The Man, facing the woman and taking her right hand in his, says
In the Name of God, I, [name], take you, [name], to be my wife, to have and to hold from this day forward, for better for worse, for richer for poorer, in sickness and in health, to love and to cherish, until we are parted by death. This is my solemn vow.
Then they loose their hands, and the Woman, still facing the man, takes his right hand in hers, and says
In the Name of God, I, [name], take you, [name], to be my husband, to have and to hold from this day forward, for better for worse, for richer for poorer, in sickness and in health, to love and to cherish, until we are parted by death. This is my solemn vow.

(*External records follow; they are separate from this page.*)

//! Aggregation primitives shared by every analytical query.
//!
//! All functions are pure: given the same rows in the same order they return
//! the same output. Groups are reported in first-seen order so that ties in
//! later (stable) sorts resolve by insertion order.

pub mod buckets;

pub use buckets::{BucketSet, HOST_CATEGORIES, HOST_LISTING_RANGES, PRICE_RANGES, REVIEW_RANGES};

use rust_decimal::prelude::ToPrimitive;
use rust_decimal::{Decimal, RoundingStrategy};
use std::cmp::Ordering;
use std::collections::{HashMap, HashSet};
use std::hash::Hash;

/// Rounding applied to a computed mean
#[derive(Debug, Clone, Copy, PartialEq, Eq)]
pub enum Precision {
    /// Nearest integer, halves away from zero
    Integer,
    /// Fixed number of decimal places
    Decimals(u32),
    /// No rounding
    Exact,
}

impl Precision {
    pub fn apply(self, value: Decimal) -> Decimal {
        match self {
            Precision::Integer => round_half_up(value, 0),
            Precision::Decimals(dp) => round_half_up(value, dp),
            Precision::Exact => value,
        }
    }
}

/// Round half away from zero, like SQL `ROUND` (not banker's rounding)
pub fn round_half_up(value: Decimal, dp: u32) -> Decimal {
    value.round_dp_with_strategy(dp, RoundingStrategy::MidpointAwayFromZero)
}

/// Insertion-ordered grouping accumulator
#[derive(Debug, Clone)]
pub struct GroupBy<K, A> {
    index: HashMap<K, usize>,
    groups: Vec<(K, A)>,
}

impl<K: Eq + Hash + Clone, A: Default> GroupBy<K, A> {
    pub fn new() -> Self {
        Self {
            index: HashMap::new(),
            groups: Vec::new(),
        }
    }

    /// Accumulator for `key`, created on first sight
    pub fn entry(&mut self, key: K) -> &mut A {
        let position = match self.index.get(&key) {
            Some(&position) => position,
            None => {
                self.groups.push((key.clone(), A::default()));
                self.index.insert(key, self.groups.len() - 1);
                self.groups.len() - 1
            }
        };
        &mut self.groups[position].1
    }

    pub fn len(&self) -> usize {
        self.groups.len()
    }

    pub fn is_empty(&self) -> bool {
        self.groups.is_empty()
    }

    pub fn into_vec(self) -> Vec<(K, A)> {
        self.groups
    }
}

impl<K: Eq + Hash + Clone, A: Default> Default for GroupBy<K, A> {
    fn default() -> Self {
        Self::new()
    }
}

/// Running arithmetic mean over present values
#[derive(Debug, Clone, Copy, Default, PartialEq)]
pub struct Mean {
    sum: Decimal,
    count: u64,
}

impl Mean {
    pub fn push(&mut self, value: Decimal) {
        self.sum += value;
        self.count += 1;
    }

    pub fn count(&self) -> u64 {
        self.count
    }

    pub fn sum(&self) -> Decimal {
        self.sum
    }

    /// `None` when no value was pushed
    pub fn value(&self) -> Option<Decimal> {
        if self.count == 0 {
            None
        } else {
            Some(self.sum / Decimal::from(self.count))
        }
    }
}

/// Mean of `value` per group.
///
/// Rows with no group key, or with an absent value, are skipped entirely:
/// an absent value counts toward neither the sum nor the count. A group with
/// no present values does not appear in the output.
pub fn group_average<T, K>(
    rows: &[T],
    group_key: impl Fn(&T) -> Option<K>,
    value: impl Fn(&T) -> Option<Decimal>,
    precision: Precision,
) -> Vec<(K, Decimal)>
where
    K: Eq + Hash + Clone,
{
    let mut groups: GroupBy<K, Mean> = GroupBy::new();
    for row in rows {
        if let (Some(key), Some(v)) = (group_key(row), value(row)) {
            groups.entry(key).push(v);
        }
    }

    groups
        .into_vec()
        .into_iter()
        .filter_map(|(key, mean)| mean.value().map(|avg| (key, precision.apply(avg))))
        .collect()
}

/// Sum of `value` per group. Groups with no present values are absent.
pub fn group_sum<T, K>(
    rows: &[T],
    group_key: impl Fn(&T) -> Option<K>,
    value: impl Fn(&T) -> Option<Decimal>,
) -> Vec<(K, Decimal)>
where
    K: Eq + Hash + Clone,
{
    let mut groups: GroupBy<K, Mean> = GroupBy::new();
    for row in rows {
        if let (Some(key), Some(v)) = (group_key(row), value(row)) {
            groups.entry(key).push(v);
        }
    }

    groups
        .into_vec()
        .into_iter()
        .map(|(key, acc)| (key, acc.sum()))
        .collect()
}

/// Number of distinct `member` values per group
pub fn group_distinct_count<T, K, D>(
    rows: &[T],
    group_key: impl Fn(&T) -> Option<K>,
    member: impl Fn(&T) -> Option<D>,
) -> Vec<(K, u64)>
where
    K: Eq + Hash + Clone,
    D: Eq + Hash,
{
    let mut groups: GroupBy<K, HashSet<D>> = GroupBy::new();
    for row in rows {
        if let (Some(key), Some(m)) = (group_key(row), member(row)) {
            groups.entry(key).insert(m);
        }
    }

    groups
        .into_vec()
        .into_iter()
        .map(|(key, members)| (key, members.len() as u64))
        .collect()
}

/// Label of the bucket `value` falls into
pub fn bucketize(value: Decimal, buckets: &BucketSet) -> &'static str {
    buckets.label(buckets.index_of(value))
}

/// Row count per bucket, in bucket order, zero-count buckets included.
/// Rows whose value is absent are not counted.
pub fn bucket_counts<T>(
    rows: &[T],
    value: impl Fn(&T) -> Option<Decimal>,
    buckets: &BucketSet,
) -> Vec<(&'static str, u64)> {
    let mut counts = vec![0u64; buckets.len()];
    for v in rows.iter().filter_map(&value) {
        counts[buckets.index_of(v)] += 1;
    }

    counts
        .into_iter()
        .enumerate()
        .map(|(i, count)| (buckets.label(i), count))
        .collect()
}

/// `round(count * 100 / total)`, or 0 when `total` is 0
pub fn percentage_of_total(count: u64, total: u64) -> u32 {
    if total == 0 {
        return 0;
    }
    let pct = Decimal::from(count) * Decimal::ONE_HUNDRED / Decimal::from(total);
    round_half_up(pct, 0).to_u32().unwrap_or(u32::MAX)
}

/// Keep the first `n` items by descending `rank`. Equal ranks keep their
/// input order.
pub fn top_n<T, R: Ord>(mut items: Vec<T>, rank: impl Fn(&T) -> R, n: usize) -> Vec<T> {
    items.sort_by(|a, b| rank(b).cmp(&rank(a)));
    items.truncate(n);
    items
}

/// Like [`top_n`], but equal ranks are ordered by ascending `tie_break`
pub fn top_n_with_tie_break<T, R: Ord, B: Ord>(
    mut items: Vec<T>,
    rank: impl Fn(&T) -> R,
    tie_break: impl Fn(&T) -> B,
    n: usize,
) -> Vec<T> {
    items.sort_by(|a, b| match rank(b).cmp(&rank(a)) {
        Ordering::Equal => tie_break(a).cmp(&tie_break(b)),
        other => other,
    });
    items.truncate(n);
    items
}

/// Drop groups that fail `predicate`
pub fn having_filter<G>(groups: Vec<G>, predicate: impl Fn(&G) -> bool) -> Vec<G> {
    groups.into_iter().filter(|g| predicate(g)).collect()
}

/// Predicate for [`having_filter`]: the group holds at least `min` members
pub fn at_least(min: u64) -> impl Fn(&u64) -> bool {
    move |count| *count >= min
}
use rust_decimal::Decimal;
use serde::{Deserialize, Serialize};
use sqlx::FromRow;

/// Fact row: one listing observed on one day (`fact_listing_daily`)
#[derive(Debug, Clone, PartialEq, Serialize, Deserialize, FromRow)]
pub struct ListingDaySnapshot {
    pub id: String,
    pub listing_id: Option<String>,
    pub host_id: Option<String>,
    pub location_id: Option<String>,
    pub room_type_id: Option<String>,
    pub date_id: Option<String>,
    pub price: Option<Decimal>, // DECIMAL(10, 2) in database
    pub availability_365: Option<i32>,
    pub number_of_reviews: Option<i32>,
    pub reviews_per_month: Option<Decimal>, // DECIMAL(5, 2) in database
    pub calculated_host_listings_count: Option<i32>,
}

impl ListingDaySnapshot {
    /// Price, only when it is strictly positive
    pub fn positive_price(&self) -> Option<Decimal> {
        self.price.filter(|p| *p > Decimal::ZERO)
    }

    /// Availability as a decimal measure. Out-of-range values are kept as-is.
    pub fn availability(&self) -> Option<Decimal> {
        self.availability_365.map(Decimal::from)
    }

    /// Review count as a decimal measure
    pub fn reviews(&self) -> Option<Decimal> {
        self.number_of_reviews.map(Decimal::from)
    }
}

They loose their hands. The Priest may ask God’s blessing on a ring or rings as follows
Bless, O Lord, this ring to be a sign of the vows by which this man and this woman have bound themselves to each other; through Jesus Christ our Lord. Amen.
The giver places the ring on the ring-finger of the other’s hand and says
[Name], I give you this ring as a symbol of my vow, and with all that I am, and all that I have, I honor you, in the Name of the Father, and of the Son, and of the Holy Spirit (or in the Name of God).
Then the Celebrant joins the right hands of husband and wife and says
Now that [name] and [name] have given themselves to each other by solemn vows, with the joining of hands and the giving and receiving of a ring, I pronounce that they are husband and wife, in the Name of the Father, and of the Son, and of the Holy Spirit. Those whom God has joined together let no one put asunder.
Second, let me address the ethic of living. Shakespeare scholar Marjorie Garber notes:
The events of the play span a series of “falls” of persons of high estate: in act 1 the fall of the Duke of Buckingham, whose servants have been suborned by his enemy, Cardinal Wolsey; in act 2 the fall of Queen Katherine, who has failed to provide the King with a male heir, and whose twenty-year marriage to Henry is now put aside in favor of a new marriage, to Anne Bullen; in act 3 the fall of Wolsey himself, a butcher’s son risen to high eminence, brought low by his acquisitiveness and financial dealings as well as his political connivance; and in act 5 the attempt – foiled by the King – to bring down Thomas Cranmer, Archbishop of Canterbury.
The fall of Wolsey, which owes to his “unbounded stomach, ever ranking / Himself with princes” (4.2.34-35), as Katherine castigates him upon hearing of his death, yields this profit: when a man pursues his ambition in life, he should begin with his own obituary and then work backward because posterity does not forgive a heart that is “crammed with arrogancy, spleen and pride” (2.4.107-108), even if much success was achieved. Wolsey writes his obituary too late, regretting that he courted honor instead of doing what is honorable. Stripped of his title and its privileges, he tells Thomas Cromwell, who he anticipates will be his successor, “The king has cured me, / I humbly thank his grace; and from these shoulders, / These ruined pillars, out of pity, taken / A load would sink a navy, too much honour. / Ó ’tis a burden, Cromwell, ’tis a burden / Too heavy for a man that hopes for heaven” (3.2.380-385). Wolsey continues using the nautical imagery, at last admitting that his ambition has shipwrecked him.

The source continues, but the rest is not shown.